[Saved entries]
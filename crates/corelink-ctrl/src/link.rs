//! Control link: framed message session over one connected descriptor.
//!
//! The link turns a byte stream into typed frames and back. Reads go
//! through a growable buffer; complete frames are dispatched by kind, with
//! liveness frames intercepted here (an incoming ping is answered
//! immediately, an incoming pong goes to the pong listener, neither reaches
//! the application). Writes are queued and flushed opportunistically, with
//! write-readiness interest enabled only while bytes are pending.
//!
//! The link does not register itself with the reactor; whoever drives it
//! (the connector, or a server-side acceptor) owns the fd registration and
//! forwards readiness into [`CtrlLink::handle_fd_event`].

use std::cell::{Cell, RefCell};
use std::io;
use std::os::unix::io::RawFd;
use std::rc::{Rc, Weak};

use tracing::{debug, trace, warn};

use corelink_reactor::{EventManager, FdEvents};

use crate::errors::{LinkError, Result};
use crate::frame::{Frame, MsgKind};

/// Bytes read per readiness wakeup. Level-triggered readiness re-reports
/// the fd if more is buffered in the kernel.
const READ_CHUNK: usize = 4096;

/// Caller-assigned opaque link identifier, echoed in owner callbacks.
pub type LinkId = u64;

// ----------------------------------------------------------------------------
// Callback Traits
// ----------------------------------------------------------------------------

/// Receiver of application frames extracted by a link.
pub trait CtrlLinkOwner {
    /// A direct command or reply frame arrived.
    fn ctrl_msg_received(&self, link_id: LinkId, kind: MsgKind, payload: Vec<u8>);

    /// A standing-subscription update arrived. Dispatched separately from
    /// direct replies.
    fn ctrl_subscription_msg_received(&self, link_id: LinkId, payload: Vec<u8>);
}

/// Receiver of intercepted pong frames.
pub trait PongListener {
    fn pong_received(&self, link_id: LinkId);
}

/// Outcome of one readiness dispatch into the link.
#[derive(Debug, Clone, Copy, PartialEq, Eq)]
pub enum LinkActivity {
    /// The link is still up.
    Continue,
    /// The peer closed or the stream broke. The caller decides what happens
    /// next (the connector schedules a reconnect); the descriptor is already
    /// released.
    Closed,
}

// ----------------------------------------------------------------------------
// Control Link
// ----------------------------------------------------------------------------

pub struct CtrlLink {
    manager: Rc<EventManager>,
    fd: Cell<RawFd>,
    link_id: Cell<LinkId>,
    read_buf: RefCell<Vec<u8>>,
    write_buf: RefCell<Vec<u8>>,
    owner: RefCell<Weak<dyn CtrlLinkOwner>>,
    pong_listener: RefCell<Weak<dyn PongListener>>,
}

impl CtrlLink {
    pub fn new(manager: Rc<EventManager>, owner: Weak<dyn CtrlLinkOwner>) -> Self {
        Self {
            manager,
            fd: Cell::new(-1),
            link_id: Cell::new(0),
            read_buf: RefCell::new(Vec::new()),
            write_buf: RefCell::new(Vec::new()),
            owner: RefCell::new(owner),
            pong_listener: RefCell::new(Weak::<NoPongListener>::new()),
        }
    }

    /// Direct intercepted pongs at `listener` instead of dropping them.
    pub fn set_pong_listener(&self, listener: Weak<dyn PongListener>) {
        *self.pong_listener.borrow_mut() = listener;
    }

    /// Take ownership of a connected descriptor, resetting session state.
    pub fn adopt_fd(&self, fd: RawFd) {
        debug_assert!(self.fd.get() < 0);
        self.fd.set(fd);
        self.read_buf.borrow_mut().clear();
        self.write_buf.borrow_mut().clear();
    }

    pub fn is_connected(&self) -> bool {
        self.fd.get() >= 0
    }

    pub fn fd(&self) -> RawFd {
        self.fd.get()
    }

    pub fn link_id(&self) -> LinkId {
        self.link_id.get()
    }

    pub fn set_link_id(&self, link_id: LinkId) {
        self.link_id.set(link_id);
    }

    // ------------------------------------------------------------------------
    // Sending
    // ------------------------------------------------------------------------

    /// Queue a frame and flush as much as the socket accepts. Remaining
    /// bytes drain on write readiness.
    pub fn send(&self, frame: &Frame) -> Result<()> {
        let fd = self.fd.get();
        if fd < 0 {
            return Err(LinkError::NotConnected);
        }
        frame.encode_into(&mut self.write_buf.borrow_mut());
        self.flush()
    }

    /// Queue a typed message under `kind`.
    pub fn send_msg<T: serde::Serialize>(&self, kind: MsgKind, msg: &T) -> Result<()> {
        self.send(&Frame::encode_msg(kind, msg)?)
    }

    fn flush(&self) -> Result<()> {
        let fd = self.fd.get();
        let mut buf = self.write_buf.borrow_mut();
        while !buf.is_empty() {
            let n = unsafe { libc::write(fd, buf.as_ptr() as *const libc::c_void, buf.len()) };
            if n < 0 {
                let err = io::Error::last_os_error();
                match err.kind() {
                    io::ErrorKind::WouldBlock => break,
                    io::ErrorKind::Interrupted => continue,
                    _ => return Err(err.into()),
                }
            }
            buf.drain(..n as usize);
        }
        let pending = !buf.is_empty();
        drop(buf);
        if pending {
            self.manager.enable_write_events(fd)?;
        } else {
            self.manager.disable_write_events(fd)?;
        }
        Ok(())
    }

    // ------------------------------------------------------------------------
    // Receiving
    // ------------------------------------------------------------------------

    /// Dispatch one readiness report. On [`LinkActivity::Closed`] the
    /// descriptor has already been released.
    pub fn handle_fd_event(&self, events: FdEvents) -> LinkActivity {
        if events.readable() {
            match self.read_ready() {
                Ok(LinkActivity::Continue) => {}
                Ok(LinkActivity::Closed) => {
                    self.close();
                    return LinkActivity::Closed;
                }
                Err(err) => {
                    warn!(link_id = self.link_id.get(), %err, "read failed, closing link");
                    self.close();
                    return LinkActivity::Closed;
                }
            }
        }
        if events.writable() && self.fd.get() >= 0 {
            if let Err(err) = self.flush() {
                warn!(link_id = self.link_id.get(), %err, "flush failed, closing link");
                self.close();
                return LinkActivity::Closed;
            }
        }
        LinkActivity::Continue
    }

    fn read_ready(&self) -> Result<LinkActivity> {
        let fd = self.fd.get();
        let mut chunk = [0u8; READ_CHUNK];
        let n = loop {
            let n = unsafe { libc::read(fd, chunk.as_mut_ptr() as *mut libc::c_void, READ_CHUNK) };
            if n >= 0 {
                break n as usize;
            }
            let err = io::Error::last_os_error();
            match err.kind() {
                io::ErrorKind::WouldBlock => return Ok(LinkActivity::Continue),
                io::ErrorKind::Interrupted => continue,
                _ => return Err(err.into()),
            }
        };
        if n == 0 {
            debug!(link_id = self.link_id.get(), "peer closed the link");
            return Ok(LinkActivity::Closed);
        }
        self.read_buf.borrow_mut().extend_from_slice(&chunk[..n]);
        self.dispatch_frames()
    }

    /// Extract and dispatch every complete frame in the read buffer.
    fn dispatch_frames(&self) -> Result<LinkActivity> {
        loop {
            // The buffer is not borrowed across the dispatch call; a handler
            // may send (and thereby flush) from inside its callback.
            let extracted = Frame::extract(&self.read_buf.borrow())?;
            let Some((frame, consumed)) = extracted else {
                return Ok(LinkActivity::Continue);
            };
            self.read_buf.borrow_mut().drain(..consumed);
            trace!(link_id = self.link_id.get(), kind = ?frame.kind, len = frame.payload.len(), "frame received");
            match frame.kind {
                MsgKind::Ping => {
                    // Liveness probes are answered here, never surfaced.
                    self.send(&Frame::pong())?;
                }
                MsgKind::Pong => {
                    if let Some(listener) = self.pong_listener.borrow().upgrade() {
                        listener.pong_received(self.link_id.get());
                    }
                }
                MsgKind::SubscriptionReply => {
                    if let Some(owner) = self.owner.borrow().upgrade() {
                        owner.ctrl_subscription_msg_received(self.link_id.get(), frame.payload);
                    }
                }
                MsgKind::Command | MsgKind::Reply => {
                    if let Some(owner) = self.owner.borrow().upgrade() {
                        owner.ctrl_msg_received(self.link_id.get(), frame.kind, frame.payload);
                    }
                }
            }
            if self.fd.get() < 0 {
                // A callback closed the link; drop whatever remains.
                return Ok(LinkActivity::Closed);
            }
        }
    }

    /// Release the descriptor and session buffers. Idempotent.
    pub fn close(&self) {
        let fd = self.fd.replace(-1);
        if fd >= 0 {
            self.manager.close_fd(fd);
        }
        self.read_buf.borrow_mut().clear();
        self.write_buf.borrow_mut().clear();
    }
}

impl Drop for CtrlLink {
    fn drop(&mut self) {
        self.close();
    }
}

/// Standalone registration support for server-side (accepted-fd) links
/// that are driven directly by the reactor rather than by a connector. A
/// broken stream has already released its descriptor by the time this
/// returns; observers learn of it through `is_connected`.
impl corelink_reactor::FdEventHandler for CtrlLink {
    fn receive_fd_event(&self, _fd: RawFd, events: FdEvents) {
        let _ = self.handle_fd_event(events);
    }
}

/// Placeholder type for the initial empty pong-listener weak reference.
struct NoPongListener;

impl PongListener for NoPongListener {
    fn pong_received(&self, _link_id: LinkId) {}
}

__Task description__
Set down exactly the line with "a connector. A" and each line after it up to the end of the records, adding nothing.

__Task output__
/// that are driven directly by the reactor rather than by a connector. A
/// broken stream has already released its descriptor by the time this
/// returns; observers learn of it through `is_connected`.
impl corelink_reactor::FdEventHandler for CtrlLink {
    fn receive_fd_event(&self, _fd: RawFd, events: FdEvents) {
        let _ = self.handle_fd_event(events);
    }
}

/// Placeholder type for the initial empty pong-listener weak reference.
struct NoPongListener;

impl PongListener for NoPongListener {
    fn pong_received(&self, _link_id: LinkId) {}
}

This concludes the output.